Company Voluntary Arrangements (CVAs) are one of the Insolvency Act's business rescue procedures. A bit like Chapter 11 in the US, they are intended to provide a flexible way of restructuring a troubled business which will lead to a better outcome for creditors than other insolvency procedures, while allowing management to retain control and shareholders to retain ownership. This article looks at the pros and cons of this approach.

What is a Company Voluntary Arrangement?

The starting point for a CVA is the proposal of a deal by an insolvent company to its unsecured creditors, which will include everyone owed money such as trade creditors, employee claims and Crown debts (PAYE/NI and VAT), (but will exclude secured creditors such as its bankers or asset based lenders). The deal can be anything that the company thinks is appropriate and deliverable, such as say a payment of X pence in the pound in full and final settlement, or a standstill on payments to allow some transaction such as a property sale in place, or a payment plan over a number of years, or some combination of these elements.

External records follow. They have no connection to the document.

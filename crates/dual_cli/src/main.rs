//! dualad - Command Line Front End for Forward-Mode AD
//!
//! Evaluates built-in functions with `dual_core` dual numbers and prints their
//! values, derivatives, gradients and Jacobians.
//!
//! # Commands
//!
//! - `dualad poly --at <x>` - Value and derivative of 3x^5 + 2x^2 - 2x^7/x^6
//! - `dualad gradient --at <x1,x2,...> [--seed <s1,s2,...>]` - Gradient of the Euclidean norm
//! - `dualad jacobian --at <x,y>` - Jacobian of (x*y, sin x + exp y, sqrt(x)/y)
//! - `dualad check` - Run the built-in self-check scenarios
//!
//! # Architecture
//!
//! Service layer over `dual_core`: all differentiation happens in the
//! library, this crate handles arguments, configuration, logging and output.

use std::path::Path;

use clap::{Parser, Subcommand};
use tracing::{debug, warn};
use tracing_subscriber::{fmt, layer::SubscriberExt, util::SubscriberInitExt, EnvFilter};

mod commands;
mod config;
mod error;

pub use config::{CliConfig, LogLevel};
pub use error::{CliError, Result};

/// Forward-mode automatic differentiation CLI
#[derive(Parser)]
#[command(name = "dualad")]
#[command(author, version, about, long_about = None)]
struct Cli {
    /// Enable verbose output
    #[arg(short, long, global = true)]
    verbose: bool,

    /// Configuration file path
    #[arg(short, long, global = true, default_value = "dualad.toml")]
    config: String,

    #[command(subcommand)]
    command: Commands,
}

#[derive(Subcommand)]
enum Commands {
    /// Differentiate 3x^5 + 2x^2 - 2x^7/x^6 at a point
    Poly {
        /// Point of evaluation
        #[arg(short, long, allow_negative_numbers = true)]
        at: f64,
    },

    /// Gradient of the Euclidean norm sqrt(x1^2 + ... + xn^2)
    Gradient {
        /// Point of evaluation, comma separated
        #[arg(
            short,
            long,
            value_delimiter = ',',
            allow_negative_numbers = true,
            required = true
        )]
        at: Vec<f64>,

        /// Initial sensitivities, one per coordinate
        #[arg(short, long, value_delimiter = ',', allow_negative_numbers = true)]
        seed: Option<Vec<f64>>,
    },

    /// Jacobian of (x*y, sin x + exp y, sqrt(x)/y)
    Jacobian {
        /// Point of evaluation as x,y
        #[arg(
            short,
            long,
            value_delimiter = ',',
            allow_negative_numbers = true,
            required = true
        )]
        at: Vec<f64>,
    },

    /// Run the built-in self-check scenarios
    Check,
}

fn init_tracing(level: LogLevel) {
    let filter = EnvFilter::try_from_default_env()
        .unwrap_or_else(|_| EnvFilter::new(level.as_filter_str()));

    tracing_subscriber::registry()
        .with(fmt::layer().with_writer(std::io::stderr))
        .with(filter)
        .init();
}

fn main() -> Result<()> {
    let cli = Cli::parse();

    let loaded = CliConfig::load(Path::new(&cli.config))?;
    let config = loaded.clone().unwrap_or_default();

    let level = if cli.verbose {
        LogLevel::Debug
    } else {
        config.log_level
    };
    init_tracing(level);

    if loaded.is_none() {
        warn!(path = %cli.config, "Configuration file not found, using defaults");
    }
    debug!(?config, "Configuration loaded");

    match cli.command {
        Commands::Poly { at } => commands::poly::run(at, &config),
        Commands::Gradient { at, seed } => commands::gradient::run(&at, seed.as_deref(), &config),
        Commands::Jacobian { at } => commands::jacobian::run(&at, &config),
        Commands::Check => commands::check::run(&config),
    }
}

The offer is sent to the creditors who then vote whether to accept, reject or amend the proposal. If a proposal is approved by both 75% by value of all creditors who vote, and 50% by value of all unconnected creditors, then the deal is binding on all the creditors who were circulated with the proposal. The company's compliance with the deal is then monitored and enforced by an Insolvency Practitioner (IP) as Supervisor.

The advantages of a CVA

CVAs therefore have a number of potential advantages for a business in difficulties as they:

* are flexible as to what deal can be proposed to creditors, although obviously it has to be one that gives them a better return than their other options such as an insolvent liquidation, and the proposed Supervisor, (called the Nominee at this point), has to agree that the plan appears practical;

* allow, as part of this flexibility, for different deals to be put to different groups of creditors if this helps;

* allow existing management to remain in charge of the business;

* avoid the disruption involved in an Administration where an IP will take over the management of the business;

* provide protection for the company against further action in respect of its old creditor burden while the restructuring is taking place.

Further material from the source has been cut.